If a line holds the word "TokenEnvelope", copy it from the entries.

┌─ Record extracts

//! Request and response payloads.

use serde::de::DeserializeOwned;
use serde::{Deserialize, Serialize};
use serde_json::Value;

use orderwire_core::{Credential, RelayError, Result};

/// Successful HTTP response with its decoded body.
#[derive(Clone, Debug, PartialEq)]
pub struct ApiResponse {
    /// HTTP status code.
    pub status: u16,
    /// Body as JSON; non-JSON bodies are wrapped in a string value, empty
    /// bodies are `null`.
    pub body: Value,
}

impl ApiResponse {
    /// The `data` member of an envelope body, if present.
    pub fn data(&self) -> Option<&Value> {
        self.body.get("data")
    }

    /// Decode the body into `T`.
    pub fn json<T: DeserializeOwned>(&self) -> Result<T> {
        T::deserialize(&self.body).map_err(|e| RelayError::Server {
            status: self.status,
            code: None,
            message: format!("unexpected response body: {e}"),
        })
    }
}

/// Login payload.
#[derive(Clone, Serialize)]
pub struct LoginRequest {
    /// Broker client code.
    pub clientcode: String,
    /// Account password or PIN.
    pub password: String,
    /// Current one-time code.
    pub totp: String,
    /// Opaque state echoed back by the server.
    #[serde(skip_serializing_if = "Option::is_none")]
    pub state: Option<String>,
}

impl std::fmt::Debug for LoginRequest {
    fn fmt(&self, f: &mut std::fmt::Formatter<'_>) -> std::fmt::Result {
        f.debug_struct("LoginRequest")
            .field("clientcode", &self.clientcode)
            .field("state", &self.state)
            .finish_non_exhaustive()
    }
}

#[derive(Serialize)]
#[serde(rename_all = "camelCase")]
pub(crate) struct RefreshRequest<'a> {
    pub(crate) refresh_token: &'a str,
}

#[derive(Serialize)]
pub(crate) struct LogoutRequest<'a> {
    pub(crate) clientcode: &'a str,
}

/// `{status, message, errorcode, data: {jwtToken, refreshToken, feedToken}}`
#[derive(Debug, Deserialize)]
pub(crate) struct TokenEnvelope {
    #[serde(default)]
    pub(crate) status: bool,
    #[serde(default)]
    pub(crate) message: Option<String>,
    #[serde(default)]
    pub(crate) errorcode: Option<String>,
    #[serde(default)]
    data: Option<TokenData>,
}

#[derive(Debug, Deserialize)]
#[serde(rename_all = "camelCase")]
struct TokenData {
    #[serde(default)]
    jwt_token: Option<String>,
    #[serde(default)]
    refresh_token: Option<String>,
    #[serde(default)]
    feed_token: Option<String>,
}

impl TokenEnvelope {
    /// Build the credential carried by a successful envelope.
    ///
    /// A response without a refresh token keeps `previous_refresh`.
    pub(crate) fn into_credential(
        self,
        previous_refresh: Option<&str>,
    ) -> std::result::Result<Credential, String> {
        if !self.status {
            return Err(self
                .message
                .unwrap_or_else(|| "request unsuccessful".to_string()));
        }
        let data = self
            .data
            .ok_or_else(|| "response carried no token data".to_string())?;
        let access_token = data
            .jwt_token
            .filter(|t| !t.is_empty())
            .ok_or_else(|| "response carried no access token".to_string())?;
        Ok(Credential {
            access_token,
            refresh_token: data
                .refresh_token
                .filter(|t| !t.is_empty())
                .or_else(|| previous_refresh.map(str::to_owned)),
            feed_token: data.feed_token,
        })
    }
}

└─

Answer space:
pub(crate) struct TokenEnvelope {
impl TokenEnvelope {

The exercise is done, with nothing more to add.